» **Entries shown**:
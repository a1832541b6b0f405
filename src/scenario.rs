use crate::{
    driver::EffectDriver,
    effects::{Effect, EffectKind, Iterations, Length},
};
use serde::{Deserialize, Serialize};
use std::fs;
use std::path::Path;
use std::thread;
use std::time::Duration;
use tracing::{info, warn};

/// How long to wait on steps whose effect never ends by itself.
const DEFAULT_HOLD: Duration = Duration::from_millis(1000);

/// Scenario step - effect with playback settings
#[derive(Debug, Clone, Serialize, Deserialize)]
pub struct ScenarioStep {
    pub effect: Effect,
    #[serde(default)]
    pub iterations: Iterations,
    /// Time to keep the effect alive; derived from the effect when absent
    #[serde(default)]
    pub hold_ms: Option<u64>,
}

impl ScenarioStep {
    /// Delay plus length times iterations, or `hold_ms` when given.
    pub fn hold(&self) -> Duration {
        if let Some(ms) = self.hold_ms {
            return Duration::from_millis(ms);
        }
        let params = self.effect.params();
        match (params.length, self.iterations) {
            (Length::Millis(ms), Iterations::Times(n)) => {
                Duration::from_millis(params.delay as u64 + ms as u64 * n as u64)
            }
            _ => DEFAULT_HOLD,
        }
    }
}

/// Playback scenario
#[derive(Debug, Clone, Serialize, Deserialize)]
pub struct Scenario {
    pub name: String,
    #[serde(default)]
    pub description: String,
    /// Loop forever
    #[serde(default)]
    pub loop_forever: bool,
    /// Repeat count (if not loop_forever)
    #[serde(default = "default_repeat_count")]
    pub repeat_count: u32,
    /// Device gain to set before playing (0-100)
    #[serde(default)]
    pub gain: Option<i32>,
    /// Autocenter strength to set before playing (0-100)
    #[serde(default)]
    pub autocenter: Option<i32>,
    pub steps: Vec<ScenarioStep>,
}

fn default_repeat_count() -> u32 {
    1
}

/// Result of a single step
#[derive(Debug, Clone, PartialEq)]
pub struct StepOutcome {
    pub step_index: usize,
    pub kind: EffectKind,
    pub error: Option<String>,
}

impl Scenario {
    pub fn from_yaml(content: &str) -> anyhow::Result<Self> {
        let scenario: Scenario = serde_yaml::from_str(content)?;
        Ok(scenario)
    }

    /// Load scenario from YAML file
    pub fn load_from_file(path: &Path) -> anyhow::Result<Self> {
        let content = fs::read_to_string(path)?;
        Self::from_yaml(&content)
    }

    /// Play the scenario on `driver`. A failing step is logged and skipped.
    ///
    /// With `loop_forever` this returns only once the driver asks to stop,
    /// and the outcomes cover the last pass only.
    pub fn play<D: EffectDriver + ?Sized>(&self, driver: &mut D) -> anyhow::Result<Vec<StepOutcome>> {
        info!(scenario = %self.name, driver = driver.name(), "starting scenario");
        if !self.description.is_empty() {
            info!("{}", self.description);
        }

        self.configure(driver)?;

        if self.loop_forever {
            warn!("Infinite loop mode. Press Ctrl+C to stop.");
        }

        // In loop mode only the latest pass is kept
        let mut outcomes = Vec::new();
        let mut iteration = 0;
        'passes: while self.loop_forever || iteration < self.repeat_count {
            iteration += 1;
            if self.loop_forever {
                outcomes.clear();
            } else {
                info!("=== Iteration {}/{} ===", iteration, self.repeat_count);
            }

            for (idx, step) in self.steps.iter().enumerate() {
                if !driver.keep_running() {
                    info!(iteration, step = idx + 1, "playback stopped by driver");
                    break 'passes;
                }

                let kind = step.effect.kind();
                info!(step = idx + 1, %kind, hold_ms = step.hold().as_millis() as u64, "playing step");

                let error = match Self::play_step(driver, step) {
                    Ok(()) => None,
                    Err(e) => {
                        warn!(step = idx + 1, "failed to execute effect: {}", e);
                        Some(e.to_string())
                    }
                };
                outcomes.push(StepOutcome {
                    step_index: idx + 1,
                    kind,
                    error,
                });

                let _ = driver.stop_all();
            }
        }

        info!(scenario = %self.name, "scenario completed");
        Ok(outcomes)
    }

    fn configure<D: EffectDriver + ?Sized>(&self, driver: &mut D) -> anyhow::Result<()> {
        if self.gain.is_none() && self.autocenter.is_none() {
            return Ok(());
        }
        let capabilities = driver.capabilities()?;
        if let Some(gain) = self.gain {
            if capabilities.gain() {
                driver.set_gain(gain)?;
            } else {
                warn!(gain, "device has no gain control, ignoring");
            }
        }
        if let Some(autocenter) = self.autocenter {
            if capabilities.autocenter() {
                driver.set_autocenter(autocenter)?;
            } else {
                warn!(autocenter, "device has no autocenter, ignoring");
            }
        }
        Ok(())
    }

    fn play_step<D: EffectDriver + ?Sized>(
        driver: &mut D,
        step: &ScenarioStep,
    ) -> crate::error::HapticResult<()> {
        let id = driver.upload(&step.effect)?;
        let played = driver.run(id, step.iterations).map(|_| {
            let hold = step.hold();
            if !hold.is_zero() {
                thread::sleep(hold);
            }
        });
        let stopped = driver.stop(id);
        driver.destroy(id)?;
        played.and(stopped)
    }
}

#[cfg(test)]
mod tests {
    use super::*;
    use crate::{
        capabilities::{Capabilities, FEATURE_GAIN},
        error::{FailureSite, HapticError, HapticResult},
        manager::EffectId,
        translate::{haptic_type, NativeEffect},
    };

    #[derive(Default)]
    struct RecordingDriver {
        features: u32,
        calls: Vec<String>,
        next_id: i32,
        reject: Option<EffectKind>,
        max_uploads: Option<usize>,
    }

    impl EffectDriver for RecordingDriver {
        fn name(&self) -> &str {
            "recording"
        }

        fn capabilities(&self) -> HapticResult<Capabilities> {
            Ok(Capabilities::from_features(self.features))
        }

        fn set_gain(&mut self, gain: i32) -> HapticResult<()> {
            self.calls.push(format!("gain {}", gain));
            Ok(())
        }

        fn set_autocenter(&mut self, autocenter: i32) -> HapticResult<()> {
            self.calls.push(format!("autocenter {}", autocenter));
            Ok(())
        }

        fn upload(&mut self, effect: &Effect) -> HapticResult<EffectId> {
            // Goes through the real translator so bad descriptions fail here
            let native = NativeEffect::from_effect(effect)?;
            if Some(native.kind()) == self.reject {
                return Err(HapticError::Sdl {
                    site: FailureSite::NewEffect,
                    message: "Effect not supported".to_string(),
                });
            }
            let id = EffectId(self.next_id);
            self.next_id += 1;
            self.calls.push(format!("upload {} as {}", native.kind(), id.0));
            Ok(id)
        }

        fn run(&mut self, id: EffectId, iterations: Iterations) -> HapticResult<()> {
            self.calls.push(format!("run {} {:?}", id.0, iterations));
            Ok(())
        }

        fn stop(&mut self, id: EffectId) -> HapticResult<()> {
            self.calls.push(format!("stop {}", id.0));
            Ok(())
        }

        fn destroy(&mut self, id: EffectId) -> HapticResult<()> {
            self.calls.push(format!("destroy {}", id.0));
            Ok(())
        }

        fn stop_all(&mut self) -> HapticResult<()> {
            self.calls.push("stop all".to_string());
            Ok(())
        }

        fn keep_running(&self) -> bool {
            self.max_uploads.map_or(true, |max| (self.next_id as usize) < max)
        }
    }

    const SCENARIO: &str = r#"
name: test
gain: 80
autocenter: 0
repeat_count: 2
steps:
  - effect:
      type: constant
      level: 10000
    hold_ms: 0
  - effect:
      type: condition
      condition_type: spring
    iterations: infinite
    hold_ms: 0
"#;

    #[test]
    fn scenario_runs_each_step_through_the_driver() {
        let scenario = Scenario::from_yaml(SCENARIO).unwrap();
        let mut driver = RecordingDriver {
            features: haptic_type(EffectKind::Constant).0 as u32 | FEATURE_GAIN,
            ..RecordingDriver::default()
        };
        let outcomes = scenario.play(&mut driver).unwrap();

        assert_eq!(outcomes.len(), 4);
        assert!(outcomes.iter().all(|o| o.error.is_none()));
        assert_eq!(outcomes[1].kind, EffectKind::Spring);
        assert_eq!(
            &driver.calls[..7],
            &[
                "gain 80",
                "upload Constant force as 0",
                "run 0 Times(1)",
                "stop 0",
                "destroy 0",
                "stop all",
                "upload Condition (spring) as 1",
            ]
        );
        assert_eq!(driver.calls[7], "run 1 Infinite");
        // No autocenter feature bit, so the setting is skipped
        assert!(!driver.calls.iter().any(|c| c.starts_with("autocenter")));
    }

    #[test]
    fn failing_step_is_reported_and_playback_continues() {
        let scenario = Scenario::from_yaml(SCENARIO).unwrap();
        let mut driver = RecordingDriver {
            reject: Some(EffectKind::Constant),
            ..RecordingDriver::default()
        };
        let outcomes = scenario.play(&mut driver).unwrap();
        assert_eq!(outcomes.len(), 4);
        assert!(outcomes[0].error.as_deref().unwrap().contains("Effect not supported"));
        assert!(outcomes[1].error.is_none());
    }

    #[test]
    fn endless_loop_keeps_only_the_current_pass() {
        let mut scenario = Scenario::from_yaml(SCENARIO).unwrap();
        scenario.loop_forever = true;
        scenario.gain = None;
        scenario.autocenter = None;
        let mut driver = RecordingDriver {
            max_uploads: Some(7),
            ..RecordingDriver::default()
        };
        let outcomes = scenario.play(&mut driver).unwrap();

        // Seven uploads is three full passes plus one step of the fourth
        assert_eq!(driver.next_id, 7);
        assert_eq!(driver.calls.iter().filter(|c| c.starts_with("upload")).count(), 7);
        assert_eq!(outcomes.len(), 1);
        assert_eq!(outcomes[0].step_index, 1);
        assert_eq!(outcomes[0].kind, EffectKind::Constant);
    }

    #[test]
    fn driver_can_stop_counted_playback_early() {
        let scenario = Scenario::from_yaml(SCENARIO).unwrap();
        let mut driver = RecordingDriver {
            max_uploads: Some(3),
            ..RecordingDriver::default()
        };
        let outcomes = scenario.play(&mut driver).unwrap();
        assert_eq!(outcomes.len(), 3);
        assert_eq!(outcomes[2].kind, EffectKind::Constant);
    }

    #[test]
    fn hold_is_derived_from_effect_timing() {
        let step: ScenarioStep = serde_yaml::from_str(
            "effect:\n  type: ramp\n  start: 0\n  end: 100\n  length: 300\n  delay: 50\niterations: 2\n",
        )
        .unwrap();
        assert_eq!(step.hold(), Duration::from_millis(650));

        let endless: ScenarioStep =
            serde_yaml::from_str("effect:\n  type: constant\n  level: 1\n  length: infinite\n")
                .unwrap();
        assert_eq!(endless.hold(), DEFAULT_HOLD);
    }

    #[test]
    fn bundled_demo_scenario_parses() {
        let scenario = Scenario::from_yaml(include_str!("../scenarios/demo.yaml")).unwrap();
        assert!(!scenario.steps.is_empty());
        for step in &scenario.steps {
            NativeEffect::from_effect(&step.effect).unwrap();
        }
    }
}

» **Description of the task**: Within the data above, the span starting at the line containing "logged and skipped." and ending at the line containing "while self.loop_forever ||" is to be retyped exactly, with no other lines.

» **Result**:
    /// Play the scenario on `driver`. A failing step is logged and skipped.
    ///
    /// With `loop_forever` this returns only once the driver asks to stop,
    /// and the outcomes cover the last pass only.
    pub fn play<D: EffectDriver + ?Sized>(&self, driver: &mut D) -> anyhow::Result<Vec<StepOutcome>> {
        info!(scenario = %self.name, driver = driver.name(), "starting scenario");
        if !self.description.is_empty() {
            info!("{}", self.description);
        }

        self.configure(driver)?;

        if self.loop_forever {
            warn!("Infinite loop mode. Press Ctrl+C to stop.");
        }

        // In loop mode only the latest pass is kept
        let mut outcomes = Vec::new();
        let mut iteration = 0;
        'passes: while self.loop_forever || iteration < self.repeat_count {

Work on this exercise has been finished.